Miquel Escudero-El Imparcial
Culto y duro, Arzalluz sabía ser cínico y despiadado, que se lo pregunten a las víctimas de los matones. Sabía además poner firmes a cualquiera de su partido, por supuesto a los más amables y razonables, como José Antonio Ardanza y Josu Jon Imaz: podía reñirles o atacarlos con sarcasmo y malevolencia. Era, a la vez, guardián de las esencias (de puertas adentro) y lobo feroz (de puertas afuera); una figura que a todo partido que postula un supremacismo le va bien para hacer sentir su hegemonía, y para que ésta resuene rotunda e invencible.
¿Quiénes pueden plantar cara a la imposición de los usos antiliberales con que se adormece a una sociedad, hasta tenerla acobardada o aborregada? Está claro que sólo personas sin miedo y con personalidad, que aun siendo bien distintas entre sí sepan unir esfuerzos para ser efectivos. El reto para los ciudadanos que quieren ser libres es cuestionar al poder. En determinados ámbitos, atreverse a ir a contracorriente produce problemas, como los de recibir acoso e intimidación y aislamiento. Problemas más serios cuanto mayor es la erosión de las libertades en una democracia.
¿En qué contexto se refirió Arzalluz a los ‘expertos en el pasado’? Aludía a ‘¡Basta Ya!’. En la idea de defender el Estado de derecho, oponerse al terrorismo etarra y dar dignidad a sus víctimas (quebrantadas por un proyecto político totalitario), en 1999 se fundó una plataforma de constitucionalistas vascos con este nombre. Un año después, el Parlamento Europeo le concedió el Premio Sajarov a la libertad de conciencia. Entre sus fundadores había antiguos etarras, como el antropólogo Mikel Azurmendi. En su libro Todos somos nosotros, decía que la reconciliación no es posible cuando se postula diferencias radicales entre las personas y no se revierte el proceso en marcha de desintegración de la ciudadanía, como la vasca, a causa de ETA y de las presiones etnicistas. Por esto, Azurmendi declararía tiempo después que a ‘¡Basta Ya!’ “nos veían como a enemigos, porque éramos libres dando ideas y no teniendo miedo”.
Arzalluz se guiaba por el método de que el fin justifica los medios y prescindía del respeto personal. Había que descalificar sin reparos a aquella gente, por esto afirmaba que las ideas de los miembros de ‘¡Basta Ya!’ eran impresentables y retrógradas, decía que ellos eran expertos en el pasado. Con desprecio y desdén, los etiquetaba de nostálgicos del franquismo.
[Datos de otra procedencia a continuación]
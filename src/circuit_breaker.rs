//! Failure-rate circuit breaker guarding backing-store calls.
//!
//! State lives behind an `Arc`, so clones share one lifecycle:
//!
//! - **Closed**: calls run and their outcomes fill a count-based window of the last
//!   `sliding_window_size` calls. Once `minimum_calls` outcomes are recorded and the failure rate
//!   reaches `failure_rate_threshold` percent, the breaker opens.
//! - **Open**: calls are rejected with [`ResilienceError::CircuitOpen`] until
//!   `wait_duration_in_open` has elapsed; the next caller moves the breaker to half-open.
//! - **HalfOpen**: at most `half_open_max_calls` probes run concurrently. Any probe failure
//!   reopens; `half_open_success_threshold` consecutive successes close and clear the window.
//!
//! Only errors the caller classifies as failures are counted. Everything else (non-transient
//! errors, cancellation) releases its probe slot without moving the state machine. Outcomes of
//! calls admitted before the latest state change are dropped, so a slow probe from an earlier
//! half-open period neither frees a slot nor votes in the current one.

use crate::clock::{Clock, MonotonicClock};
use crate::ResilienceError;
use std::collections::VecDeque;
use std::future::Future;
use std::sync::atomic::{AtomicU64, AtomicU8, AtomicUsize, Ordering};
use std::sync::{Arc, Mutex, MutexGuard};
use std::time::Duration;

const STATE_CLOSED: u8 = 0;
const STATE_OPEN: u8 = 1;
const STATE_HALF_OPEN: u8 = 2;

/// Current state of the circuit breaker.
#[derive(Debug, Clone, Copy, PartialEq, Eq)]
pub enum CircuitState {
    /// Normal operating mode.
    Closed,
    /// Short-circuits calls until the open wait elapses.
    Open,
    /// Probe mode allowing a limited number of calls to test recovery.
    HalfOpen,
}

impl CircuitState {
    fn to_u8(self) -> u8 {
        match self {
            CircuitState::Closed => STATE_CLOSED,
            CircuitState::Open => STATE_OPEN,
            CircuitState::HalfOpen => STATE_HALF_OPEN,
        }
    }

    fn from_u8(v: u8) -> Self {
        match v {
            STATE_OPEN => CircuitState::Open,
            STATE_HALF_OPEN => CircuitState::HalfOpen,
            _ => CircuitState::Closed,
        }
    }
}

impl std::fmt::Display for CircuitState {
    fn fmt(&self, f: &mut std::fmt::Formatter<'_>) -> std::fmt::Result {
        let name = match self {
            CircuitState::Closed => "closed",
            CircuitState::Open => "open",
            CircuitState::HalfOpen => "half_open",
        };
        f.write_str(name)
    }
}

/// Errors produced when validating breaker configuration.
#[derive(Debug, Clone, PartialEq, thiserror::Error)]
pub enum CircuitBreakerError {
    #[error("failure_rate_threshold must be within (0, 100] (got {0})")]
    InvalidFailureRate(f64),
    #[error("sliding_window_size must be > 0")]
    InvalidWindowSize,
    #[error("minimum_calls must be within 1..=sliding_window_size (got {provided}, window {window})")]
    InvalidMinimumCalls { provided: usize, window: usize },
    #[error("wait_duration_in_open must be > 0")]
    InvalidOpenWait,
    #[error("half_open_max_calls must be > 0")]
    InvalidHalfOpenLimit,
    #[error("half_open_success_threshold must be > 0")]
    InvalidSuccessThreshold,
}

/// Validated configuration for the circuit breaker.
#[derive(Debug, Clone, PartialEq)]
pub struct CircuitBreakerConfig {
    failure_rate_threshold: f64,
    sliding_window_size: usize,
    minimum_calls: usize,
    wait_duration_in_open: Duration,
    half_open_max_calls: usize,
    half_open_success_threshold: usize,
}

impl Default for CircuitBreakerConfig {
    fn default() -> Self {
        Self {
            failure_rate_threshold: 50.0,
            sliding_window_size: 20,
            minimum_calls: 10,
            wait_duration_in_open: Duration::from_secs(30),
            half_open_max_calls: 3,
            half_open_success_threshold: 3,
        }
    }
}

impl CircuitBreakerConfig {
    pub fn builder() -> CircuitBreakerConfigBuilder {
        CircuitBreakerConfigBuilder { config: Self::default() }
    }

    /// A breaker that never opens.
    pub fn disabled() -> Self {
        Self {
            failure_rate_threshold: f64::INFINITY,
            minimum_calls: usize::MAX,
            ..Self::default()
        }
    }

    pub fn failure_rate_threshold(&self) -> f64 {
        self.failure_rate_threshold
    }

    pub fn sliding_window_size(&self) -> usize {
        self.sliding_window_size
    }

    pub fn minimum_calls(&self) -> usize {
        self.minimum_calls
    }

    pub fn wait_duration_in_open(&self) -> Duration {
        self.wait_duration_in_open
    }

    pub fn half_open_max_calls(&self) -> usize {
        self.half_open_max_calls
    }

    pub fn half_open_success_threshold(&self) -> usize {
        self.half_open_success_threshold
    }

    fn is_disabled(&self) -> bool {
        self.minimum_calls == usize::MAX
    }

    fn validate(&self) -> Result<(), CircuitBreakerError> {
        if self.sliding_window_size == 0 {
            return Err(CircuitBreakerError::InvalidWindowSize);
        }
        if !self.is_disabled() {
            let rate = self.failure_rate_threshold;
            if !(rate > 0.0 && rate <= 100.0) {
                return Err(CircuitBreakerError::InvalidFailureRate(rate));
            }
            if self.minimum_calls == 0 || self.minimum_calls > self.sliding_window_size {
                return Err(CircuitBreakerError::InvalidMinimumCalls {
                    provided: self.minimum_calls,
                    window: self.sliding_window_size,
                });
            }
        }
        if self.wait_duration_in_open.is_zero() {
            return Err(CircuitBreakerError::InvalidOpenWait);
        }
        if self.half_open_max_calls == 0 {
            return Err(CircuitBreakerError::InvalidHalfOpenLimit);
        }
        if self.half_open_success_threshold == 0 {
            return Err(CircuitBreakerError::InvalidSuccessThreshold);
        }
        Ok(())
    }
}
Para el preboste de los jeltzales la cuestión era verter ponzoña sobre quien denunciara la opresión ideológica y el genocidio programado por los etarras, o bien osara levantar la voz para discrepar en cualquier cosa que a él le atañese.
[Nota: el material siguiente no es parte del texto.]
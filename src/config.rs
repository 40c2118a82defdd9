//! Per-limiter configuration and the settings document that builds a limiter.
//!
//! [`ConfigRegistry`] maps limiter names to [`LimiterConfig`] with a mandatory default, so a
//! lookup never comes back empty. The snapshot sits behind an `ArcSwap`: reads are lock-free and
//! [`ConfigRegistry::reload`] replaces the whole map at once.

use crate::backoff::{Backoff, BackoffError};
use crate::circuit_breaker::{CircuitBreakerConfig, CircuitBreakerError};
use crate::jitter::{Jitter, JitterError};
use crate::key::DEFAULT_KEY_PREFIX;
use crate::retry::BuildError;
use arc_swap::ArcSwap;
use std::collections::{BTreeMap, HashMap};
use std::sync::Arc;
use std::time::Duration;

/// Invalid limit or window.
#[derive(Debug, Clone, PartialEq, Eq, thiserror::Error)]
pub enum ConfigError {
    #[error("limit must be > 0")]
    ZeroLimit,
    #[error("window must be > 0")]
    ZeroWindow,
}

/// Limit and window for one limiter name.
#[derive(Debug, Clone, Copy, PartialEq, Eq)]
pub struct LimiterConfig {
    limit: u64,
    window: Duration,
}

impl LimiterConfig {
    /// ```
    /// use std::time::Duration;
    /// use windowgate::LimiterConfig;
    ///
    /// let cfg = LimiterConfig::new(5, Duration::from_secs(60)).unwrap();
    /// assert_eq!(cfg.window_millis(), 60_000);
    /// assert!(LimiterConfig::new(0, Duration::from_secs(1)).is_err());
    /// ```
    pub fn new(limit: u64, window: Duration) -> Result<Self, ConfigError> {
        if limit == 0 {
            return Err(ConfigError::ZeroLimit);
        }
        if window.as_millis() == 0 {
            return Err(ConfigError::ZeroWindow);
        }
        Ok(Self { limit, window })
    }

    pub fn limit(&self) -> u64 {
        self.limit
    }

    pub fn window(&self) -> Duration {
        self.window
    }

    pub fn window_millis(&self) -> u64 {
        u64::try_from(self.window.as_millis()).unwrap_or(u64::MAX)
    }
}

#[derive(Debug, Clone)]
struct Snapshot {
    default: LimiterConfig,
    limiters: HashMap<String, LimiterConfig>,
}

/// Named limiter configurations with a mandatory default. Clones share the same snapshot.
#[derive(Debug, Clone)]
pub struct ConfigRegistry {
    inner: Arc<ArcSwap<Snapshot>>,
}

impl ConfigRegistry {
    pub fn new(default: LimiterConfig) -> Self {
        Self {
            inner: Arc::new(ArcSwap::from_pointee(Snapshot { default, limiters: HashMap::new() })),
        }
    }

    /// Add or replace one named entry.
    pub fn with_limiter(self, name: impl Into<String>, config: LimiterConfig) -> Self {
        let name = name.into();
        self.inner.rcu(|cur| {
            let mut next = Snapshot::clone(cur);
            next.limiters.insert(name.clone(), config);
            next
        });
        self
    }

    /// The entry for `name`, or the default.
    pub fn config_for(&self, name: &str) -> LimiterConfig {
        let snap = self.inner.load();
        snap.limiters.get(name).copied().unwrap_or(snap.default)
    }

    pub fn default_config(&self) -> LimiterConfig {
        self.inner.load().default
    }

    /// Replace every entry in one swap; concurrent readers see either the old or the new map.
    pub fn reload<I, N>(&self, default: LimiterConfig, entries: I)
    where
        I: IntoIterator<Item = (N, LimiterConfig)>,
        N: Into<String>,
    {
        let limiters = entries.into_iter().map(|(n, c)| (n.into(), c)).collect();
        self.inner.store(Arc::new(Snapshot { default, limiters }));
        tracing::info!("limiter configuration reloaded");
    }

    /// Configured names, sorted. The default is not listed.
    pub fn names(&self) -> Vec<String> {
        let mut names: Vec<String> = self.inner.load().limiters.keys().cloned().collect();
        names.sort();
        names
    }
}

/// Error building a limiter from [`RateLimiterSettings`].
#[derive(Debug, thiserror::Error)]
pub enum SettingsError {
    #[error("limiter '{name}': {source}")]
    Limiter {
        name: String,
        #[source]
        source: ConfigError,
    },
    #[error(transparent)]
    CircuitBreaker(#[from] CircuitBreakerError),
    #[error(transparent)]
    Backoff(#[from] BackoffError),
    #[error(transparent)]
    Jitter(#[from] JitterError),
    #[error(transparent)]
    Retry(#[from] BuildError),
    #[error("call_timeout_ms must be > 0")]
    ZeroCallTimeout,
    #[cfg(feature = "json-config")]
    #[error("invalid settings JSON: {0}")]
    Json(#[from] serde_json::Error),
    #[cfg(feature = "json-config")]
    #[error("reading settings file: {0}")]
    Io(#[from] std::io::Error),
}

/// Limit and window as written in a settings document.
#[derive(Debug, Clone, Copy, PartialEq, Eq)]
#[cfg_attr(feature = "json-config", derive(serde::Serialize, serde::Deserialize))]
pub struct LimitSettings {
    pub limit: u64,
    pub window_ms: u64,
}

impl LimitSettings {
    fn to_config(self, name: &str) -> Result<LimiterConfig, SettingsError> {
        LimiterConfig::new(self.limit, Duration::from_millis(self.window_ms))
            .map_err(|source| SettingsError::Limiter { name: name.to_owned(), source })
    }
}

/// Retry section. Total attempts are `1 + max_retries`.
#[derive(Debug, Clone, PartialEq)]
#[cfg_attr(feature = "json-config", derive(serde::Serialize, serde::Deserialize))]
#[cfg_attr(feature = "json-config", serde(default))]
pub struct RetrySettings {
    pub max_retries: usize,
    pub initial_backoff_ms: u64,
    pub max_backoff_ms: u64,
    pub jitter_fraction: f64,
    pub call_timeout_ms: u64,
}

impl Default for RetrySettings {
    fn default() -> Self {
        Self {
            max_retries: 5,
            initial_backoff_ms: 25,
            max_backoff_ms: 400,
            jitter_fraction: 0.2,
            call_timeout_ms: 250,
        }
    }
}

impl RetrySettings {
    pub fn max_attempts(&self) -> usize {
        self.max_retries.saturating_add(1)
    }

    pub fn backoff(&self) -> Result<Backoff, BackoffError> {
        Backoff::exponential(Duration::from_millis(self.initial_backoff_ms))
            .with_max(Duration::from_millis(self.max_backoff_ms))
    }

    pub fn jitter(&self) -> Result<Jitter, JitterError> {
        if self.jitter_fraction == 0.0 {
            Ok(Jitter::None)
        } else {
            Jitter::symmetric(self.jitter_fraction)
        }
    }

    pub fn call_timeout(&self) -> Result<Duration, SettingsError> {
        if self.call_timeout_ms == 0 {
            return Err(SettingsError::ZeroCallTimeout);
        }
        Ok(Duration::from_millis(self.call_timeout_ms))
    }
}

/// Circuit breaker section.
#[derive(Debug, Clone, PartialEq)]
#[cfg_attr(feature = "json-config", derive(serde::Serialize, serde::Deserialize))]
#[cfg_attr(feature = "json-config", serde(default))]
pub struct CircuitBreakerSettings {
    pub failure_rate_threshold: f64,
    pub sliding_window_size: usize,
    pub minimum_calls: usize,
    pub wait_duration_in_open_ms: u64,
    pub half_open_max_calls: usize,
    pub half_open_success_threshold: usize,
}

impl Default for CircuitBreakerSettings {
    fn default() -> Self {
        let d = CircuitBreakerConfig::default();
        Self {
            failure_rate_threshold: d.failure_rate_threshold(),
            sliding_window_size: d.sliding_window_size(),
            minimum_calls: d.minimum_calls(),
            wait_duration_in_open_ms: d.wait_duration_in_open().as_millis() as u64,
            half_open_max_calls: d.half_open_max_calls(),
            half_open_success_threshold: d.half_open_success_threshold(),
        }
    }
}

impl CircuitBreakerSettings {
    pub fn to_config(&self) -> Result<CircuitBreakerConfig, CircuitBreakerError> {
        CircuitBreakerConfig::builder()
            .failure_rate_threshold(self.failure_rate_threshold)
            .sliding_window_size(self.sliding_window_size)
            .minimum_calls(self.minimum_calls)
            .wait_duration_in_open(Duration::from_millis(self.wait_duration_in_open_ms))
            .half_open_max_calls(self.half_open_max_calls)
            .half_open_success_threshold(self.half_open_success_threshold)
            .build()
    }
}

/// Everything needed to build a limiter, in one document.
///
/// ```
/// # #[cfg(feature = "json-config")] {
/// use windowgate::RateLimiterSettings;
///
/// let settings = RateLimiterSettings::from_json_str(
///     r#"{ "default": { "limit": 100, "window_ms": 60000 },
///          "limiters": { "login": { "limit": 5, "window_ms": 60000 } } }"#,
/// ).unwrap();
/// let registry = settings.registry().unwrap();
/// assert_eq!(registry.config_for("login").limit(), 5);
/// assert_eq!(registry.config_for("search").limit(), 100);
/// # }
/// ```
#[derive(Debug, Clone, PartialEq)]
#[cfg_attr(feature = "json-config", derive(serde::Serialize, serde::Deserialize))]
pub struct RateLimiterSettings {
    #[cfg_attr(feature = "json-config", serde(default))]
    pub fail_open: bool,
    #[cfg_attr(feature = "json-config", serde(default = "default_key_prefix"))]
    pub key_prefix: String,
    pub default: LimitSettings,
    #[cfg_attr(feature = "json-config", serde(default))]
    pub limiters: BTreeMap<String, LimitSettings>,
    #[cfg_attr(feature = "json-config", serde(default))]
    pub retry: RetrySettings,
    #[cfg_attr(feature = "json-config", serde(default))]
    pub circuit_breaker: CircuitBreakerSettings,
}

#[cfg(feature = "json-config")]
fn default_key_prefix() -> String {
    DEFAULT_KEY_PREFIX.to_owned()
}

impl RateLimiterSettings {
    /// Settings with the given default limit and every other section at its default.
    pub fn new(default: LimitSettings) -> Self {
        Self {
            fail_open: false,
            key_prefix: DEFAULT_KEY_PREFIX.to_owned(),
            default,
            limiters: BTreeMap::new(),
            retry: RetrySettings::default(),
            circuit_breaker: CircuitBreakerSettings::default(),
        }
    }

    /// Validate the limit sections into a registry.
    pub fn registry(&self) -> Result<ConfigRegistry, SettingsError> {
        let mut registry = ConfigRegistry::new(self.default.to_config(crate::key::DEFAULT_LIMITER)?);
        for (name, limits) in &self.limiters {
            registry = registry.with_limiter(name.clone(), limits.to_config(name)?);
        }
        Ok(registry)
    }

    #[cfg(feature = "json-config")]
    pub fn from_json_str(json: &str) -> Result<Self, SettingsError> {
        Ok(serde_json::from_str(json)?)
    }

    #[cfg(feature = "json-config")]
    pub fn from_json_file(path: impl AsRef<std::path::Path>) -> Result<Self, SettingsError> {
        let raw = std::fs::read_to_string(path)?;
        Self::from_json_str(&raw)
    }

    #[cfg(feature = "json-config")]
    pub fn to_json_string(&self) -> Result<String, SettingsError> {
        Ok(serde_json::to_string_pretty(self)?)
    }
}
Tergiversar fría y ofensivamente es una muestra de malas artes. Confundir términos a conciencia y explotar prejuicios, debidamente inculcados a la parroquia, evidencia mala índole y es peligroso, pues agrede los cimientos de la democracia. Un público domesticado interpreta de inmediato ciertas palabras como sinónimo de lo peor: franquistas y ‘españolazos’, por ejemplo. De remate, Arzalluz soltaba que él no veía que esos estuvieran “haciendo nada por la paz”; lo que significaba hacerles responsables o merecedores de lo que les pudiera ocurrir.
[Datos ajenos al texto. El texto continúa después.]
//! Limiter telemetry.
//!
//! The limiter reports decisions, fail-policy outcomes and breaker transitions as
//! [`LimiterEvent`]s. Sinks are `tower::Service<LimiterEvent>` implementations, so the usual
//! tower combinators apply. Delivery is best-effort: a sink that is not ready or that fails
//! simply loses the event, and the limiter's result is never affected.
//!
//! ```rust
//! use windowgate::telemetry::{LimiterEvent, MemorySink};
//! use tower::Service;
//!
//! # #[tokio::main]
//! # async fn main() {
//! let mut sink = MemorySink::new();
//! let event = LimiterEvent::Decision { limiter: "login".into(), allowed: false };
//! sink.call(event.clone()).await.unwrap();
//! assert_eq!(sink.events(), vec![event]);
//! # }
//! ```

use crate::circuit_breaker::CircuitState;
use std::collections::VecDeque;
use std::convert::Infallible;
use std::fmt;
use std::future::Future;
use std::pin::Pin;
use std::sync::atomic::{AtomicU64, Ordering};
use std::sync::{Arc, Mutex, MutexGuard};
use std::task::{Context, Poll};
use tower::Service;

/// A `tower::Service` that consumes limiter events.
pub trait TelemetrySink:
    Service<LimiterEvent, Response = (), Error = Self::SinkError> + Clone + Send + Sync + 'static
{
    type SinkError: std::error::Error + Send + 'static;
}

/// Deliver `event` if the sink becomes ready; errors are dropped.
pub async fn emit_best_effort<S>(sink: S, event: LimiterEvent)
where
    S: Service<LimiterEvent, Response = ()> + Send + Clone + 'static,
    S::Error: std::error::Error + Send + 'static,
    S::Future: Send + 'static,
{
    use tower::ServiceExt;

    if let Ok(mut ready) = sink.ready_oneshot().await {
        let _ = ready.call(event).await;
    }
}

/// Why the backing store was considered unavailable.
#[derive(Debug, Clone, Copy, PartialEq, Eq)]
pub enum UnavailableReason {
    CircuitOpen,
    RetryExhausted { attempts: usize },
}

impl fmt::Display for UnavailableReason {
    fn fmt(&self, f: &mut fmt::Formatter<'_>) -> fmt::Result {
        match self {
            UnavailableReason::CircuitOpen => write!(f, "circuit_open"),
            UnavailableReason::RetryExhausted { attempts } => {
                write!(f, "retry_exhausted(attempts={})", attempts)
            }
        }
    }
}

/// Events emitted by the limiter.
#[derive(Debug, Clone, PartialEq, Eq)]
pub enum LimiterEvent {
    /// The store answered; `allowed` is the admission decision.
    Decision { limiter: String, allowed: bool },
    /// Store unavailable, request allowed by the fail-open policy.
    FailOpen { limiter: String, reason: UnavailableReason },
    /// Store unavailable, request rejected by the fail-closed policy.
    FailClosed { limiter: String, reason: UnavailableReason },
    /// A limiter's circuit breaker changed state. Every change is reported once, in order, by
    /// the next call on the limiter after it happened.
    CircuitTransition { limiter: String, from: CircuitState, to: CircuitState },
    /// The caller cancelled during backoff.
    Cancelled { limiter: String },
}

impl LimiterEvent {
    pub fn limiter(&self) -> &str {
        match self {
            LimiterEvent::Decision { limiter, .. }
            | LimiterEvent::FailOpen { limiter, .. }
            | LimiterEvent::FailClosed { limiter, .. }
            | LimiterEvent::CircuitTransition { limiter, .. }
            | LimiterEvent::Cancelled { limiter } => limiter,
        }
    }
}

impl fmt::Display for LimiterEvent {
    fn fmt(&self, f: &mut fmt::Formatter<'_>) -> fmt::Result {
        match self {
            LimiterEvent::Decision { limiter, allowed } => {
                write!(f, "Decision(limiter={}, allowed={})", limiter, allowed)
            }
            LimiterEvent::FailOpen { limiter, reason } => {
                write!(f, "FailOpen(limiter={}, reason={})", limiter, reason)
            }
            LimiterEvent::FailClosed { limiter, reason } => {
                write!(f, "FailClosed(limiter={}, reason={})", limiter, reason)
            }
            LimiterEvent::CircuitTransition { limiter, from, to } => {
                write!(f, "CircuitTransition(limiter={}, {} -> {})", limiter, from, to)
            }
            LimiterEvent::Cancelled { limiter } => write!(f, "Cancelled(limiter={})", limiter),
        }
    }
}

type SinkFuture<E> = Pin<Box<dyn Future<Output = Result<(), E>> + Send>>;

/// Discards every event. The limiter's default sink.
#[derive(Clone, Debug, Default)]
pub struct NullSink;

impl Service<LimiterEvent> for NullSink {
    type Response = ();
    type Error = Infallible;
    type Future = SinkFuture<Infallible>;

    fn poll_ready(&mut self, _cx: &mut Context<'_>) -> Poll<Result<(), Self::Error>> {
        Poll::Ready(Ok(()))
    }

    fn call(&mut self, _event: LimiterEvent) -> Self::Future {
        Box::pin(async { Ok(()) })
    }
}

impl TelemetrySink for NullSink {
    type SinkError = Infallible;
}

/// Logs each event through `tracing` at INFO.
#[derive(Clone, Debug, Default)]
pub struct LogSink;

impl Service<LimiterEvent> for LogSink {
    type Response = ();
    type Error = Infallible;
    type Future = SinkFuture<Infallible>;

    fn poll_ready(&mut self, _cx: &mut Context<'_>) -> Poll<Result<(), Self::Error>> {
        Poll::Ready(Ok(()))
    }

    fn call(&mut self, event: LimiterEvent) -> Self::Future {
        tracing::info!(limiter = event.limiter(), event = %event, "limiter_event");
        Box::pin(async { Ok(()) })
    }
}

impl TelemetrySink for LogSink {
    type SinkError = Infallible;
}

/// Bounded in-memory sink; the oldest event is evicted once full.
#[derive(Clone, Debug)]
pub struct MemorySink {
    events: Arc<Mutex<VecDeque<LimiterEvent>>>,
    capacity: usize,
    evicted: Arc<AtomicU64>,
}

impl MemorySink {
    /// Capacity 10,000.
    pub fn new() -> Self {
        Self::with_capacity(10_000)
    }

    pub fn with_capacity(capacity: usize) -> Self {
        Self {
            events: Arc::new(Mutex::new(VecDeque::new())),
            capacity: capacity.max(1),
            evicted: Arc::new(AtomicU64::new(0)),
        }
    }

    pub fn events(&self) -> Vec<LimiterEvent> {
        self.lock().iter().cloned().collect()
    }

    pub fn clear(&self) {
        self.lock().clear();
    }

    pub fn len(&self) -> usize {
        self.lock().len()
    }

    pub fn is_empty(&self) -> bool {
        self.lock().is_empty()
    }

    /// Events dropped because the sink was full.
    pub fn evicted(&self) -> u64 {
        self.evicted.load(Ordering::Relaxed)
    }

    fn lock(&self) -> MutexGuard<'_, VecDeque<LimiterEvent>> {
        self.events.lock().unwrap_or_else(|p| p.into_inner())
    }
}

impl Default for MemorySink {
    fn default() -> Self {
        Self::new()
    }
}

impl Service<LimiterEvent> for MemorySink {
    type Response = ();
    type Error = Infallible;
    type Future = SinkFuture<Infallible>;

    fn poll_ready(&mut self, _cx: &mut Context<'_>) -> Poll<Result<(), Self::Error>> {
        Poll::Ready(Ok(()))
    }

    fn call(&mut self, event: LimiterEvent) -> Self::Future {
        let mut guard = self.lock();
        if guard.len() >= self.capacity {
            guard.pop_front();
            self.evicted.fetch_add(1, Ordering::Relaxed);
        }
        guard.push_back(event);
        Box::pin(async { Ok(()) })
    }
}

impl TelemetrySink for MemorySink {
    type SinkError = Infallible;
}

/// Error from one side of a [`MulticastSink`].
#[derive(Debug)]
pub struct ComposedSinkError(Box<dyn std::error::Error + Send + Sync>);

impl fmt::Display for ComposedSinkError {
    fn fmt(&self, f: &mut fmt::Formatter<'_>) -> fmt::Result {
        write!(f, "telemetry sink error: {}", self.0)
    }
}

impl std::error::Error for ComposedSinkError {
    fn source(&self) -> Option<&(dyn std::error::Error + 'static)> {
        Some(&*self.0)
    }
}

/// Sends every event to both sinks concurrently.
#[derive(Clone, Debug)]
pub struct MulticastSink<A, B> {
    first: A,
    second: B,
}

impl<A, B> MulticastSink<A, B> {
    pub fn new(first: A, second: B) -> Self {
        Self { first, second }
    }
}

impl<A, B> Service<LimiterEvent> for MulticastSink<A, B>
where
    A: Service<LimiterEvent, Response = ()> + Clone + Send + 'static,
    A::Error: std::error::Error + Send + Sync + 'static,
    A::Future: Send + 'static,
    B: Service<LimiterEvent, Response = ()> + Clone + Send + 'static,
    B::Error: std::error::Error + Send + Sync + 'static,
    B::Future: Send + 'static,
{
    type Response = ();
    type Error = ComposedSinkError;
    type Future = SinkFuture<ComposedSinkError>;

    fn poll_ready(&mut self, _cx: &mut Context<'_>) -> Poll<Result<(), Self::Error>> {
        Poll::Ready(Ok(()))
    }

    fn call(&mut self, event: LimiterEvent) -> Self::Future {
        let mut first = self.first.clone();
        let mut second = self.second.clone();
        let copy = event.clone();

        Box::pin(async move {
            let (a, b) = tokio::join!(first.call(event), second.call(copy));
            a.map_err(|e| ComposedSinkError(Box::new(e)))?;
            b.map_err(|e| ComposedSinkError(Box::new(e)))?;
            Ok(())
        })
    }
}

impl<A, B> TelemetrySink for MulticastSink<A, B>
where
    A: Service<LimiterEvent, Response = ()> + Clone + Send + Sync + 'static,
    A::Error: std::error::Error + Send + Sync + 'static,
    A::Future: Send + 'static,
    B: Service<LimiterEvent, Response = ()> + Clone + Send + Sync + 'static,
    B::Error: std::error::Error + Send + Sync + 'static,
    B::Future: Send + 'static,
{
    type SinkError = ComposedSinkError;
}

#[cfg(test)]
mod tests {
    use super::*;

    fn decision(allowed: bool) -> LimiterEvent {
        LimiterEvent::Decision { limiter: "api".into(), allowed }
    }

    #[tokio::test]
    async fn memory_sink_evicts_oldest() {
        let sink = MemorySink::with_capacity(2);
        emit_best_effort(sink.clone(), decision(true)).await;
        emit_best_effort(sink.clone(), decision(false)).await;
        emit_best_effort(
            sink.clone(),
            LimiterEvent::Cancelled { limiter: "api".into() },
        )
        .await;

        assert_eq!(sink.len(), 2);
        assert_eq!(sink.evicted(), 1);
        assert_eq!(sink.events()[0], decision(false));
        sink.clear();
        assert!(sink.is_empty());
    }

    #[tokio::test]
    async fn multicast_reaches_both_sinks() {
        let a = MemorySink::new();
        let b = MemorySink::new();
        emit_best_effort(MulticastSink::new(a.clone(), b.clone()), decision(true)).await;
        assert_eq!(a.events(), vec![decision(true)]);
        assert_eq!(b.events(), vec![decision(true)]);
    }

    #[derive(Clone)]
    struct Failing;

    #[derive(Debug, thiserror::Error)]
    #[error("sink down")]
    struct SinkDown;

    impl Service<LimiterEvent> for Failing {
        type Response = ();
        type Error = SinkDown;
        type Future = SinkFuture<SinkDown>;

        fn poll_ready(&mut self, _cx: &mut Context<'_>) -> Poll<Result<(), Self::Error>> {
            Poll::Ready(Err(SinkDown))
        }

        fn call(&mut self, _event: LimiterEvent) -> Self::Future {
            Box::pin(async { Err(SinkDown) })
        }
    }

    #[tokio::test]
    async fn failing_sink_is_ignored() {
        emit_best_effort(Failing, decision(true)).await;
    }

    #[test]
    fn display_is_compact() {
        let event = LimiterEvent::CircuitTransition {
            limiter: "login".into(),
            from: CircuitState::Closed,
            to: CircuitState::Open,
        };
        assert_eq!(event.to_string(), "CircuitTransition(limiter=login, closed -> open)");
        let fail = LimiterEvent::FailOpen {
            limiter: "login".into(),
            reason: UnavailableReason::RetryExhausted { attempts: 6 },
        };
        assert_eq!(fail.to_string(), "FailOpen(limiter=login, reason=retry_exhausted(attempts=6))");
        assert_eq!(fail.limiter(), "login");
    }
}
Más allá de la ideología que se esgrima, y desde el partido que sea, este modo de hacer es contagioso. No pocos le cogen gusto a su práctica corrosiva. En particular, un dirigente moderado y por lo general respetuoso, hoy retirado de la vida política, aludió, jocoso y despectivo, al Foro de Ermua como a una asociación de excombatientes. ¿Querremos aprender alguna vez a controlar la animosidad y hostilidad contra los adversarios políticos? Esta praxis destroza la calidad democrática, a veces hasta apagarla del todo.
Fallecido hace ya cuatro años, Arzalluz sabía muy bien lo que se hacía, pero no ha tenido un recambio que se le asemeje en su función de ogro imbatible. Creo que es mejor así. Sin embargo, la siembra de vientos produce manadas de lobatos que campan por sus respetos en algunos campus universitarios de nuestra geografía, aporreando y acosando a quienes les parezca, por el solo hecho de discrepar de ellos. Se trata de una anomalía grave en democracia y, lamentablemente, no se resuelve firmando manifiestos en contra. Y llámennos expertos en el pasado.